Collected data:
Segment Open

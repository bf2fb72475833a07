//! Handlebars helpers available to every template.

use chrono::NaiveDate;
use handlebars::{handlebars_helper, Handlebars};
use serde_json::Value;

const MONTHS: [&str; 12] = [
    "Jan", "Feb", "Mar", "Apr", "May", "Jun", "Jul", "Aug", "Sep", "Oct", "Nov", "Dec",
];

handlebars_helper!(format_date: |value: Json| format_date_value(value));
handlebars_helper!(capitalize: |value: Json| capitalize_value(value));
handlebars_helper!(eq: |a: Json, b: Json| loose_eq(a, b));
handlebars_helper!(gt: |a: Json, b: Json| loose_gt(a, b));

pub fn register_helpers(registry: &mut Handlebars<'_>) {
    registry.register_helper("formatDate", Box::new(format_date));
    registry.register_helper("capitalize", Box::new(capitalize));
    registry.register_helper("eq", Box::new(eq));
    registry.register_helper("gt", Box::new(gt));
}

/// `2021-03` / `2021-03-15` → `Mar 2021`. Empty or null means the entry is ongoing.
/// Anything else is passed through untouched.
pub fn format_date_value(value: &Value) -> String {
    let raw = match value {
        Value::Null => return "Present".to_string(),
        Value::String(s) => s.trim(),
        other => return other.to_string(),
    };
    if raw.is_empty() {
        return "Present".to_string();
    }

    if let Ok(date) = NaiveDate::parse_from_str(raw, "%Y-%m-%d") {
        return month_year(date);
    }
    if let Ok(date) = NaiveDate::parse_from_str(&format!("{raw}-01"), "%Y-%m-%d") {
        return month_year(date);
    }
    raw.to_string()
}

fn month_year(date: NaiveDate) -> String {
    use chrono::Datelike;
    format!("{} {}", MONTHS[date.month0() as usize], date.year())
}

pub fn capitalize_value(value: &Value) -> String {
    let s = match value {
        Value::String(s) => s.as_str(),
        Value::Null => return String::new(),
        other => return other.to_string(),
    };
    let mut chars = s.chars();
    match chars.next() {
        None => String::new(),
        Some(first) => first.to_uppercase().collect::<String>() + chars.as_str(),
    }
}

fn as_number(value: &Value) -> Option<f64> {
    match value {
        Value::Number(n) => n.as_f64(),
        Value::String(s) => s.trim().parse::<f64>().ok(),
        _ => None,
    }
}

/// Equality that treats `"3"` and `3` as the same value; form fields arrive as strings.
pub fn loose_eq(a: &Value, b: &Value) -> bool {
    if a == b {
        return true;
    }
    match (as_number(a), as_number(b)) {
        (Some(x), Some(y)) => x == y,
        _ => false,
    }
}

pub fn loose_gt(a: &Value, b: &Value) -> bool {
    match (as_number(a), as_number(b)) {
        (Some(x), Some(y)) => x > y,
        _ => match (a, b) {
            (Value::String(x), Value::String(y)) => x > y,
            (Value::Array(x), Value::Array(y)) => x.len() > y.len(),
            _ => false,
        },
    }
}

#[cfg(test)]
mod tests {
    use super::*;
    use serde_json::json;

    #[test]
    fn test_format_date_month_precision() {
        assert_eq!(format_date_value(&json!("2021-03")), "Mar 2021");
    }

    #[test]
    fn test_format_date_day_precision() {
        assert_eq!(format_date_value(&json!("2019-12-24")), "Dec 2019");
    }

    #[test]
    fn test_format_date_empty_is_present() {
        assert_eq!(format_date_value(&json!("")), "Present");
        assert_eq!(format_date_value(&Value::Null), "Present");
    }

    #[test]
    fn test_format_date_passthrough() {
        assert_eq!(format_date_value(&json!("Summer 2020")), "Summer 2020");
    }

    #[test]
    fn test_capitalize() {
        assert_eq!(capitalize_value(&json!("advanced")), "Advanced");
        assert_eq!(capitalize_value(&json!("")), "");
        assert_eq!(capitalize_value(&json!("élan")), "Élan");
    }

    #[test]
    fn test_loose_eq_number_and_string() {
        assert!(loose_eq(&json!("3"), &json!(3)));
        assert!(loose_eq(&json!("expert"), &json!("expert")));
        assert!(!loose_eq(&json!("expert"), &json!("novice")));
    }

    #[test]
    fn test_loose_gt() {
        assert!(loose_gt(&json!(5), &json!("2")));
        assert!(!loose_gt(&json!(1), &json!(1)));
        assert!(loose_gt(&json!([1, 2]), &json!([1])));
        assert!(!loose_gt(&Value::Null, &json!(0)));
    }

    #[test]
    fn test_helpers_in_template() {
        let mut hb = Handlebars::new();
        register_helpers(&mut hb);
        let out = hb
            .render_template(
                "{{capitalize level}} since {{formatDate start}}{{#if (gt years 2)}} (senior){{/if}}{{#if (eq kind \"cv\")}} CV{{/if}}",
                &json!({ "level": "expert", "start": "2020-01", "years": "5", "kind": "cv" }),
            )
            .unwrap();
        assert_eq!(out, "Expert since Jan 2020 (senior) CV");
    }
}
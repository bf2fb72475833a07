//! Minimum spacing between outbound completion calls.
//!
//! One shared timestamp. A caller that arrives too soon sleeps for the remainder
//! while holding the lock, so concurrent callers go out one interval apart.

use std::sync::Arc;
use std::time::Duration;

use tokio::sync::Mutex;
use tokio::time::Instant;
use tracing::debug;

#[derive(Clone)]
pub struct Throttle {
    min_interval: Duration,
    last_call: Arc<Mutex<Option<Instant>>>,
}

impl Throttle {
    pub fn new(min_interval: Duration) -> Self {
        Self {
            min_interval,
            last_call: Arc::new(Mutex::new(None)),
        }
    }

    /// Waits until at least `min_interval` has passed since the previous call,
    /// then records now as the latest call.
    pub async fn wait(&self) {
        let mut last = self.last_call.lock().await;
        if let Some(prev) = *last {
            let elapsed = prev.elapsed();
            if elapsed < self.min_interval {
                let delay = self.min_interval - elapsed;
                debug!("Throttling LLM call for {}ms", delay.as_millis());
                tokio::time::sleep(delay).await;
            }
        }
        *last = Some(Instant::now());
    }
}
// Registration, login and session handling.
// Sessions are signed tokens; admin access is an email allowlist from config.

pub mod handlers;
pub mod password;
pub mod session;
pub mod store;
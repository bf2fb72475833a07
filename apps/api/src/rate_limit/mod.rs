//! Inbound request limiter.
//!
//! A sliding window per (client address, path). Each key keeps the timestamps of its
//! recent hits; anything older than the window is dropped before counting.

use std::collections::{HashMap, VecDeque};
use std::net::{IpAddr, Ipv4Addr, SocketAddr};
use std::sync::{Arc, Mutex};
use std::time::{Duration, Instant};

use axum::{
    extract::{ConnectInfo, Request, State},
    http::HeaderMap,
    middleware::Next,
    response::Response,
};
use tracing::warn;

use crate::errors::AppError;

/// Keys with no hit inside the window are swept once the map grows past this.
const SWEEP_THRESHOLD: usize = 10_000;

type Key = (IpAddr, String);

pub struct SlidingWindowLimiter {
    window: Duration,
    max_requests: usize,
    hits: Mutex<HashMap<Key, VecDeque<Instant>>>,
}

impl SlidingWindowLimiter {
    pub fn new(window: Duration, max_requests: usize) -> Self {
        Self {
            window,
            max_requests,
            hits: Mutex::new(HashMap::new()),
        }
    }

    /// Records a hit at `now` and returns whether it is within the limit.
    /// Rejected hits are not recorded.
    pub fn check(&self, ip: IpAddr, path: &str, now: Instant) -> bool {
        let mut hits = self.hits.lock().unwrap_or_else(|poisoned| poisoned.into_inner());

        if hits.len() > SWEEP_THRESHOLD {
            let window = self.window;
            hits.retain(|_, q| q.back().is_some_and(|t| now.duration_since(*t) < window));
        }

        let queue = hits.entry((ip, path.to_string())).or_default();
        while queue
            .front()
            .is_some_and(|t| now.duration_since(*t) >= self.window)
        {
            queue.pop_front();
        }

        if queue.len() >= self.max_requests {
            return false;
        }
        queue.push_back(now);
        true
    }
}

/// First `X-Forwarded-For` entry if it parses, else the socket peer.
pub fn client_ip(headers: &HeaderMap, peer: Option<SocketAddr>) -> IpAddr {
    headers
        .get("x-forwarded-for")
        .and_then(|v| v.to_str().ok())
        .and_then(|v| v.split(',').next())
        .and_then(|v| v.trim().parse::<IpAddr>().ok())
        .or_else(|| peer.map(|p| p.ip()))
        .unwrap_or(IpAddr::V4(Ipv4Addr::UNSPECIFIED))
}

pub async fn rate_limit_middleware(
    State(limiter): State<Arc<SlidingWindowLimiter>>,
    req: Request,
    next: Next,
) -> Result<Response, AppError> {
    let peer = req
        .extensions()
        .get::<ConnectInfo<SocketAddr>>()
        .map(|ConnectInfo(addr)| *addr);
    let ip = client_ip(req.headers(), peer);
    let path = req.uri().path().to_string();

    if !limiter.check(ip, &path, Instant::now()) {
        warn!("Rate limit exceeded for {ip} on {path}");
        return Err(AppError::RateLimited);
    }
    Ok(next.run(req).await)
}

#[cfg(test)]
mod tests {
    use super::*;
    use axum::{
        body::Body,
        http::{HeaderValue, StatusCode},
        middleware::from_fn_with_state,
        routing::get,
        Router,
    };
    use tower::ServiceExt;

    fn ip(last: u8) -> IpAddr {
        IpAddr::V4(Ipv4Addr::new(10, 0, 0, last))
    }

    #[test]
    fn test_allows_up_to_max_then_rejects() {
        let limiter = SlidingWindowLimiter::new(Duration::from_secs(60), 3);
        let now = Instant::now();
        assert!(limiter.check(ip(1), "/a", now));
        assert!(limiter.check(ip(1), "/a", now));
        assert!(limiter.check(ip(1), "/a", now));
        assert!(!limiter.check(ip(1), "/a", now));
    }

    #[test]
    fn test_window_slides() {
        let limiter = SlidingWindowLimiter::new(Duration::from_secs(10), 2);
        let t0 = Instant::now();
        assert!(limiter.check(ip(1), "/a", t0));
        assert!(limiter.check(ip(1), "/a", t0 + Duration::from_secs(5)));
        assert!(!limiter.check(ip(1), "/a", t0 + Duration::from_secs(9)));
        // The first hit has aged out; the second is still inside.
        assert!(limiter.check(ip(1), "/a", t0 + Duration::from_secs(10)));
        assert!(!limiter.check(ip(1), "/a", t0 + Duration::from_secs(11)));
    }

    #[test]
    fn test_keys_are_independent() {
        let limiter = SlidingWindowLimiter::new(Duration::from_secs(60), 1);
        let now = Instant::now();
        assert!(limiter.check(ip(1), "/a", now));
        assert!(limiter.check(ip(1), "/b", now));
        assert!(limiter.check(ip(2), "/a", now));
        assert!(!limiter.check(ip(1), "/a", now));
    }

    #[test]
    fn test_client_ip_prefers_forwarded_for() {
        let mut headers = HeaderMap::new();
        headers.insert(
            "x-forwarded-for",
            HeaderValue::from_static("203.0.113.7, 10.0.0.1"),
        );
        let peer: SocketAddr = "127.0.0.1:4000".parse().unwrap();
        assert_eq!(
            client_ip(&headers, Some(peer)),
            "203.0.113.7".parse::<IpAddr>().unwrap()
        );
    }

    #[test]
    fn test_client_ip_falls_back_to_peer() {
        let mut headers = HeaderMap::new();
        headers.insert("x-forwarded-for", HeaderValue::from_static("not-an-ip"));
        let peer: SocketAddr = "127.0.0.1:4000".parse().unwrap();
        assert_eq!(client_ip(&headers, Some(peer)), peer.ip());
        assert_eq!(
            client_ip(&HeaderMap::new(), None),
            IpAddr::V4(Ipv4Addr::UNSPECIFIED)
        );
    }

    fn app(max_requests: usize) -> Router {
        let limiter = Arc::new(SlidingWindowLimiter::new(Duration::from_secs(60), max_requests));
        Router::new()
            .route("/ping", get(|| async { "pong" }))
            .layer(from_fn_with_state(limiter, rate_limit_middleware))
    }

    fn ping(forwarded_for: &'static str) -> axum::http::Request<Body> {
        axum::http::Request::builder()
            .uri("/ping")
            .header("x-forwarded-for", forwarded_for)
            .body(Body::empty())
            .unwrap()
    }

    #[tokio::test]
    async fn test_middleware_returns_429_over_limit() {
        let app = app(2);
        for _ in 0..2 {
            let resp = app.clone().oneshot(ping("198.51.100.1")).await.unwrap();
            assert_eq!(resp.status(), StatusCode::OK);
        }
        let resp = app.clone().oneshot(ping("198.51.100.1")).await.unwrap();
        assert_eq!(resp.status(), StatusCode::TOO_MANY_REQUESTS);

        let resp = app.oneshot(ping("198.51.100.2")).await.unwrap();
        assert_eq!(resp.status(), StatusCode::OK);
    }
}
// Template rendering: Handlebars over document data, with sanitising of
// user-supplied HTML/CSS and unit conversion for on-screen preview.

pub mod builtin;
pub mod handlers;
pub mod helpers;
pub mod renderer;
pub mod sanitize;
pub mod store;
pub mod units;

pub use renderer::TemplateRenderer;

Segment Closed

**PROBLEM STATEMENT**
Look over the data and work out how many lines include the word "Instant"; reply with the number only.

**RESPONSE TO THE TASK**
10